The expression must be entered all on a single line. The example has line breaks just for better readability.
All time data refers to UTC.
Field | Type | Description | Example values |
---|---|---|---|
client.id | string | client ID | b952c2d814bd44088236bd83502dad13 |
client.Name | string | client name as give by rport | Abby-Castro |
client.Address | string | public IPv4 Address | 138.201.17.238 |
client.Hostname | string | name as given by OS hostname | Abby-Castro |
client.OS | string | Kernel string | Linux Abby-Castro 5.15.0-83-generic #92-Ubuntu SMP Mon Aug 14 09:30:42 UTC 2023 x86_64 GNU/Linux Microsoft Windows Server 2022 Standard 10.0.20348.1850 Build 20348.1850 Server |
client.OSFullName | string | OS full name | Debian 11.6, Microsoft Windows Server 2022 Standard 10.0.20348.1850 Build 20348.1850 |
client.OSVersion | string | OS version | 11.6, 10.0.20348.1850 Build 20348.1850 |
client.OSArch | string | OS architecture | amd64 |
client.OSFamily | string | OS family | debian, Server |
client.OSKernel | string | OS running kernel | linux, windows |
client.OSVirtualizationSystem | string | Type of virtualization | KVM |
client.OSVirtualizationRole | string | Virtualization role | guest |
client.NumCPUs | int | Number of CPUs | 6 |
client.tags | list | list of tags | Berlin, London, Datacenter 1 |
client.ipv4 | list | list of IPV4 addresses bound to all network cards | 192.168.7.1 |
client.ipv6 | list | list of IPV6 addresses bound to all network cards | fe80::216:3eff:fec3:3681 |
client.ConnectionState | string | State of client connection | connected, disconnected |
client.LastHeartbeatAt | string | Date and time of last heartbeat | 2023-09-07T12:42:50.802594749Z |
client.UpdatesAvailable | int | Number of updates available | 5 |
client.SecurityUpdatesAvailable | int | Number of secutity updates available | 5 |
When using client metadata in rule expressions, the field must be given camel case with a leading lowercase
client
as indicated in the table above. Example:client.OSKernel == "linux" and Avg(CPUUsagePercent(3)) > 80
Matching is case-sensitive.When using client metadata in notification in templates, the field must be given camelcase with a leading uppercase
.Client
and prefixed by a dot inside curly braces.
Example:{{.Client.OSKernel}}
Besides triggering a notification via a template you can also use the ignore
action.
Example:
Rule expression: Date(measurement.Timestamp).Weekday in ["Saturday", "Sunday"]
Action: ignore: [*]
Make sure you put this rule as the first rule of the set. The order matters.
Now you will not get any notifications during the weekend.

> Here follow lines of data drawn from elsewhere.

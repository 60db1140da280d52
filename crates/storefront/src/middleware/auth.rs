//! Route guard.
//!
//! Provides an extractor that requires a signed-in identity in the session
//! store.

use axum::{
    extract::FromRequestParts,
    http::request::Parts,
    response::{IntoResponse, Redirect, Response},
};
use pharmacart_core::Identity;

use crate::state::AppState;

/// Path shoppers are sent to when a guarded view needs a sign-in.
pub const LOGIN_PATH: &str = "/login";

/// Extractor that requires a signed-in identity.
///
/// If nobody is signed in, the request is redirected to the login page.
///
/// # Example
///
/// ```rust,ignore
/// async fn protected_handler(RequireAuth(identity): RequireAuth) -> impl IntoResponse {
///     format!("Hello, {}!", identity.name)
/// }
/// ```
pub struct RequireAuth(pub Identity);

/// Rejection returned when a guarded view is requested without a sign-in.
#[derive(Debug)]
pub struct AuthRejection;

impl IntoResponse for AuthRejection {
    fn into_response(self) -> Response {
        Redirect::to(LOGIN_PATH).into_response()
    }
}

impl FromRequestParts<AppState> for RequireAuth {
    type Rejection = AuthRejection;

    async fn from_request_parts(
        parts: &mut Parts,
        state: &AppState,
    ) -> Result<Self, Self::Rejection> {
        let identity = state.stores().session.current().cloned();
        identity.map(Self).ok_or_else(|| {
            tracing::debug!(path = %parts.uri.path(), "Guarded view requested without sign-in");
            AuthRejection
        })
    }
}
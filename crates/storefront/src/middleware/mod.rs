//! HTTP middleware stack for storefront.
//!
//! # Middleware Order (bottom to top in Router)
//!
//! 1. Sentry layer (capture errors)
//! 2. `TraceLayer` (request tracing)
//! 3. Request ID (add unique ID to each request)
//!
//! The route guard is an extractor rather than a layer: handlers that take
//! [`RequireAuth`] are only reachable with a signed-in identity.

pub mod auth;
pub mod request_id;

pub use auth::{AuthRejection, RequireAuth};
pub use request_id::{REQUEST_ID_HEADER, make_request_span, request_id_middleware};
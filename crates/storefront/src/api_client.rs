//! JSON client for the pharmacy backend API.
//!
//! None of the storefront flows call the backend yet; the client is kept
//! ready with the request policy the backend expects: a 15 second timeout,
//! JSON headers, two retries on 408/500 responses, and `price` fields coerced
//! to numbers on the way in.

use std::time::Duration;

use reqwest::header::{ACCEPT, CONTENT_TYPE, HeaderMap, HeaderValue};
use reqwest::{Method, StatusCode};
use serde::Serialize;
use serde::de::DeserializeOwned;
use serde_json::Value;
use thiserror::Error;
use tracing::{debug, instrument, warn};
use url::Url;

/// Per-request timeout.
pub const REQUEST_TIMEOUT: Duration = Duration::from_secs(15);

/// Retries after the first attempt.
pub const MAX_RETRIES: u32 = 2;

/// Errors returned by [`ApiClient`].
#[derive(Debug, Error)]
pub enum ApiError {
    #[error("HTTP error: {0}")]
    Http(#[from] reqwest::Error),

    #[error("API returned {status}: {body}")]
    Status { status: StatusCode, body: String },

    #[error("invalid API path {path}: {source}")]
    InvalidPath {
        path: String,
        source: url::ParseError,
    },

    #[error("unexpected response shape: {0}")]
    Decode(#[from] serde_json::Error),
}

/// Client for the backend JSON API.
#[derive(Debug, Clone)]
pub struct ApiClient {
    client: reqwest::Client,
    base_url: Url,
}

impl ApiClient {
    /// Create a client rooted at `base_url`.
    ///
    /// # Errors
    ///
    /// Returns an error if the HTTP client cannot be built.
    pub fn new(base_url: Url) -> Result<Self, ApiError> {
        let mut headers = HeaderMap::new();
        headers.insert(CONTENT_TYPE, HeaderValue::from_static("application/json"));
        headers.insert(ACCEPT, HeaderValue::from_static("application/json"));

        let client = reqwest::Client::builder()
            .timeout(REQUEST_TIMEOUT)
            .default_headers(headers)
            .build()?;

        Ok(Self { client, base_url })
    }

    #[must_use]
    pub const fn base_url(&self) -> &Url {
        &self.base_url
    }

    /// GET `path` and decode the (price-coerced) body.
    ///
    /// # Errors
    ///
    /// Returns an error on transport failure, a non-success status after
    /// retries, or a body that does not decode into `T`.
    pub async fn get<T: DeserializeOwned>(&self, path: &str) -> Result<T, ApiError> {
        let value = self.send(Method::GET, path, None).await?;
        Ok(serde_json::from_value(value)?)
    }

    /// POST `body` to `path` and decode the (price-coerced) response.
    ///
    /// # Errors
    ///
    /// Same as [`ApiClient::get`], plus a body that cannot be encoded.
    pub async fn post<B: Serialize, T: DeserializeOwned>(
        &self,
        path: &str,
        body: &B,
    ) -> Result<T, ApiError> {
        let body = serde_json::to_value(body)?;
        let value = self.send(Method::POST, path, Some(&body)).await?;
        Ok(serde_json::from_value(value)?)
    }

    /// Send a request, retrying retryable statuses.
    #[instrument(skip(self, body), fields(base = %self.base_url))]
    async fn send(&self, method: Method, path: &str, body: Option<&Value>) -> Result<Value, ApiError> {
        let url = self.url(path)?;
        let mut attempt = 0;

        loop {
            let mut request = self.client.request(method.clone(), url.clone());
            if let Some(body) = body {
                request = request.json(body);
            }

            let response = request.send().await?;
            let status = response.status();

            if status.is_success() {
                let bytes = response.bytes().await?;
                if bytes.is_empty() {
                    return Ok(Value::Null);
                }
                let mut value: Value = serde_json::from_slice(&bytes)?;
                coerce_prices(&mut value);
                return Ok(value);
            }

            if is_retryable(status) && attempt < MAX_RETRIES {
                attempt += 1;
                debug!(%status, attempt, "Retrying API request");
                continue;
            }

            let body = response.text().await.unwrap_or_default();
            warn!(%status, "API request failed");
            return Err(ApiError::Status { status, body });
        }
    }

    fn url(&self, path: &str) -> Result<Url, ApiError> {
        let joined = format!(
            "{}/{}",
            self.base_url.as_str().trim_end_matches('/'),
            path.trim_start_matches('/')
        );
        Url::parse(&joined).map_err(|source| ApiError::InvalidPath {
            path: path.to_string(),
            source,
        })
    }
}

const fn is_retryable(status: StatusCode) -> bool {
    matches!(
        status,
        StatusCode::REQUEST_TIMEOUT | StatusCode::INTERNAL_SERVER_ERROR
    )
}

/// Rewrite string `price` fields as numbers.
///
/// Applies to the top-level object, or to each object of a top-level array.
/// Values that do not parse are left alone.
pub fn coerce_prices(value: &mut Value) {
    match value {
        Value::Array(items) => items.iter_mut().for_each(coerce_price_field),
        Value::Object(_) => coerce_price_field(value),
        _ => {}
    }
}

fn coerce_price_field(value: &mut Value) {
    let Some(price) = value.get_mut("price") else {
        return;
    };
    let parsed = price
        .as_str()
        .and_then(|raw| raw.trim().parse::<f64>().ok())
        .and_then(serde_json::Number::from_f64);
    if let Some(number) = parsed {
        *price = Value::Number(number);
    }
}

The ignore action specifies a list of rule IDs to be ignored. Because wildcards are supported you can disable all rules
based on a condition.
Measurements can be accessed by average functions (see above) or directly using the measurement
object.
Example: measurement.CPUUsagePercent > 95
or measurement.MemoryUsagePercent > 50.0
Measurement Key | Type |
---|---|
CPUUsagePercent | int |
MemoryUsagePercent | int |
MemoryUsagePercent | int |
NetLan | bytes, int |
NetWan | bytes, int |
ClientID | string |
The rport server comes with a built-in SMTP client that dispatches email messages. The SMTP configuration is done
through the rportd.conf
configuration file.
Slow SMTP servers can fill up internal queues leading to higher memory consumption.
It’s highly recommended to install a local SMTP server such as postfix on the rport server box. RPort should hand over messages to the local SMTP server which will then queue it and take care of the asynchronous sending, re-sending and network error handling.
Sending notification via any media like messanger apps, MS Teams or Slack is supported. The documentation will be published shortly.